In any given industry, technology plays a major role in improving how things are done – and call center technology is no exception.
The call center industry has been around since the 1960s. With the invention of the Automatic Call Distributor (ACD) and utilization of Private Automated Business Exchanges to handle large volumes of customer contacts, the concept of a call center was born.
Systems fitted with Automatic Call Distributors gained the ability to filter calls and assign every call to the best agent available for that specific time frame.
This feat was made possible through the use of specialized algorithms which determine which call gets routed to a specific agent.
The advent of ACD technology paved the way for other call center technologies. Soon, human operators were replaced with a computerized system capable of routing large numbers of calls over multiple destinations. In conjunction with PABX systems, ACD technology made the development of large-scale call centers a reality. Early systems not only allowed systematic routing of calls, but faster access to customer records as well. Soon after, computerized systems capable of handling multi-lingual inquiries were developed and implemented.
Improvements in call center technology during the 1970s and 1980s have allowed more and more businesses to capitalize on increased customer interactions over the phone. As a matter of fact, some companies even thought of creating their business models based on telephone sales. As an ever-evolving technology began granting ACD systems the capability to distinguish call types and routing calls to specific teams or departments, the time that customers had to wait on the phone was dramatically reduced, allowing companies to service more customers within a specific timeframe.
Offshoaring & ‘The Cloud’
The ‘dot com’ boom of the 1990s further fueled the development of call center technologies. As businesses increasingly capitalized on the potential of the Internet, the number of customer contacts grew tremendously, with more call centers venturing into customer service and technical support functions. At the turn of the century, cheap labor costs in countries such as India and the Philippines gave rise to the concept of offshore call centers.
By harnessing the power of the Internet and other related technologies, the capability to route calls and transfer massive amounts of information over continents was made possible. Today, with the rise of social media and introduction of new technologies during the past few years, call center technology is taking yet another step in its evolution through the utilization of virtual networks and cloud computing technology.
Today’s call centers utilize a basic set of technologies crucial in its operations. Let’s take a look at some of them
Automatic Call Distribution (ACD)
ACDs (inbound) or dialers (outbound) form the core of all call center systems. While ACDs control the flow of incoming calls by filtering and routing it to each respective departments, dialers enable call center agents to automatically place outbound calls based on specific company-specific parameters.
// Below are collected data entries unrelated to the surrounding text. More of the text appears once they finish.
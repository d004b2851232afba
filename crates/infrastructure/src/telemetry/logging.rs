//! Tracing subscriber initialization

use serde::{Deserialize, Serialize};
use tracing::info;
use tracing_subscriber::{EnvFilter, layer::SubscriberExt, util::SubscriberInitExt};

/// Default filter when `RUST_LOG` is unset
pub const DEFAULT_LOG_FILTER: &str = "netsentinel=info,tower_http=info";

/// Console output format
#[derive(Debug, Clone, Copy, PartialEq, Eq, Default, Serialize, Deserialize)]
#[serde(rename_all = "lowercase")]
pub enum LogFormat {
    /// Human-readable lines
    #[default]
    Text,
    /// One JSON object per event
    Json,
}

impl LogFormat {
    /// Parse a format name; anything other than `json` is text
    #[must_use]
    pub fn parse(value: &str) -> Self {
        if value.trim().eq_ignore_ascii_case("json") {
            Self::Json
        } else {
            Self::Text
        }
    }
}

/// Configuration for logging
#[derive(Debug, Clone, Serialize, Deserialize)]
pub struct TelemetryConfig {
    /// Log level filter (e.g., "info", "netsentinel=debug,tower_http=info")
    #[serde(default = "default_log_filter")]
    pub log_filter: String,

    /// Output format
    #[serde(default)]
    pub format: LogFormat,
}

fn default_log_filter() -> String {
    DEFAULT_LOG_FILTER.to_string()
}

impl Default for TelemetryConfig {
    fn default() -> Self {
        Self {
            log_filter: default_log_filter(),
            format: LogFormat::default(),
        }
    }
}

/// Error type for telemetry initialization
#[derive(Debug, thiserror::Error)]
pub enum TelemetryError {
    /// Failed to initialize tracing subscriber
    #[error("Failed to initialize tracing: {0}")]
    Init(String),
}

/// Install the global tracing subscriber
///
/// `RUST_LOG` takes precedence over `config.log_filter`.
///
/// # Errors
///
/// Returns `TelemetryError::Init` if a global subscriber is already set.
pub fn init_telemetry(config: &TelemetryConfig) -> Result<(), TelemetryError> {
    let env_filter =
        EnvFilter::try_from_default_env().unwrap_or_else(|_| EnvFilter::new(&config.log_filter));

    let registry = tracing_subscriber::registry().with(env_filter);

    match config.format {
        LogFormat::Json => registry
            .with(
                tracing_subscriber::fmt::layer()
                    .json()
                    .with_current_span(true)
                    .with_target(true),
            )
            .try_init(),
        LogFormat::Text => registry
            .with(
                tracing_subscriber::fmt::layer()
                    .with_target(true)
                    .with_line_number(true),
            )
            .try_init(),
    }
    .map_err(|e| TelemetryError::Init(e.to_string()))?;

    info!(format = ?config.format, "Telemetry initialized (console)");
    Ok(())
}
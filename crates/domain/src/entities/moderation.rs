//! Image moderation rules
//!
//! The detector reports `(label, score)` pairs. Whether an image gets blurred
//! depends on the effective filter mode: relaxed never inspects, moderate
//! only reacts to very confident detections, strict uses a lower threshold.

use bytes::Bytes;
use serde::{Deserialize, Serialize};

use crate::errors::DomainError;
use crate::value_objects::{FilterMode, NudityLabel};

/// A single detector finding
#[derive(Debug, Clone, PartialEq, Serialize, Deserialize)]
pub struct Detection {
    pub label: NudityLabel,
    pub score: f32,
}

impl Detection {
    #[must_use]
    pub const fn new(label: NudityLabel, score: f32) -> Self {
        Self { label, score }
    }

    /// Explicit exposed region at or above `threshold`
    #[must_use]
    pub fn qualifies(&self, threshold: f32) -> bool {
        self.label.is_explicit_exposure() && self.score >= threshold
    }
}

/// Per-mode confidence thresholds
///
/// Invariant: `0 < strict <= moderate <= 1`, so strict censors at least
/// every image moderate censors.
#[derive(Debug, Clone, Copy, PartialEq, Serialize, Deserialize)]
#[serde(try_from = "RawThresholds")]
pub struct ModerationThresholds {
    moderate: f32,
    strict: f32,
}

/// Unvalidated wire form
#[derive(Deserialize)]
struct RawThresholds {
    moderate: f32,
    strict: f32,
}

impl TryFrom<RawThresholds> for ModerationThresholds {
    type Error = DomainError;

    fn try_from(raw: RawThresholds) -> Result<Self, Self::Error> {
        Self::new(raw.moderate, raw.strict)
    }
}

impl ModerationThresholds {
    pub const DEFAULT_MODERATE: f32 = 0.70;
    pub const DEFAULT_STRICT: f32 = 0.40;

    /// Create validated thresholds
    ///
    /// # Errors
    ///
    /// Returns [`DomainError::InvalidThresholds`] unless
    /// `0 < strict <= moderate <= 1`.
    pub fn new(moderate: f32, strict: f32) -> Result<Self, DomainError> {
        let valid = strict > 0.0 && strict <= moderate && moderate <= 1.0;
        if !valid {
            return Err(DomainError::InvalidThresholds { moderate, strict });
        }
        Ok(Self { moderate, strict })
    }

    #[must_use]
    pub const fn moderate(&self) -> f32 {
        self.moderate
    }

    #[must_use]
    pub const fn strict(&self) -> f32 {
        self.strict
    }

    /// Threshold for a mode, `None` when the mode does not inspect images
    #[must_use]
    pub const fn threshold_for(&self, mode: FilterMode) -> Option<f32> {
        match mode {
            FilterMode::Relaxed => None,
            FilterMode::Moderate => Some(self.moderate),
            FilterMode::Strict => Some(self.strict),
        }
    }

    /// Whether any detection requires censoring under `mode`
    #[must_use]
    pub fn should_censor(&self, detections: &[Detection], mode: FilterMode) -> bool {
        self.threshold_for(mode)
            .is_some_and(|threshold| detections.iter().any(|d| d.qualifies(threshold)))
    }
}

impl Default for ModerationThresholds {
    fn default() -> Self {
        Self {
            moderate: Self::DEFAULT_MODERATE,
            strict: Self::DEFAULT_STRICT,
        }
    }
}

/// Output of the moderation gate
///
/// When `was_censored` is false, `output` is the caller's input unchanged.
#[derive(Debug, Clone, PartialEq, Eq)]
pub struct ModerationDecision {
    pub output: Bytes,
    pub was_censored: bool,
}

impl ModerationDecision {
    /// Release the original bytes untouched
    #[must_use]
    pub const fn passthrough(original: Bytes) -> Self {
        Self {
            output: original,
            was_censored: false,
        }
    }

    /// Release a censored rendition
    #[must_use]
    pub const fn censored(blurred: Bytes) -> Self {
        Self {
            output: blurred,
            was_censored: true,
        }
    }
}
Customer relationship management (CRM) applications are utilized by call center agents to document customer interactions and as a means of responding to customer concerns. This is the second most crucial technology for call centers. CRM applications allow records to be kept for future access.
Campaign Management Systems
Campaign management systems (CMS) is used by outbound call centers for their campaigns. This system produces a list of customer contacts which is then fed to the dialer system. Advanced types of CMS have the capability of determining customer responses to calls made out through the system.
Fourth, call recording systems are used to record inbound and outbound interactions with customers for purposes of review and quality control. Basic systems capture calls and store it in digital format. More advanced recording systems can record both the call and screenshots used during customer interaction.
Interactive voice response (IVR) and speech recognition systems facilitate the handling of incoming calls by routing calls based on customer responses. Through the use of speech recognition systems, customer can interact with the system with their voice instead of pushing buttons. A number of businesses have reported improved service quality and productivity after switching over to an IVR system.
Workforce Management (WFM)
Workforce management (WFM) software is utilized to generate forecasts on the number of customer interactions (calls, emails, or chat), agent schedules, number of agents required to meet service level agreements. WFM software takes into consideration factors such as training sessions, absences, and agent breaks. The use of WFM systems ensures that an optimal amount of agents are available at any given timeframe.
Quality management (QM) systems allow call centers to measure agent adherence to internal procedures and policies. Quality measurements are primarily utilized by company management as a primary measure of performance. QM applications are mostly used by inbound call centers. However, a growing number of outbound call centers have begun to explore the benefits derived from using QM systems.
Computer telephony integration (CTI) applications serves as a bridging component between ACD and CRM/CMS systems. Basic CTI applications display customer account information on the screen at the start of customer interaction. CTI applications enhance agent productivity since it automates the process of locating customer information. Due to its usefulness, CTI applications have become a mainstay among call center companies.
The aforementioned systems are common example of call center technology. However, as technology improves, more and more improvements are expected to come up in the coming years. Emerging technologies include the use of virtual networks and cloud computing for call center applications.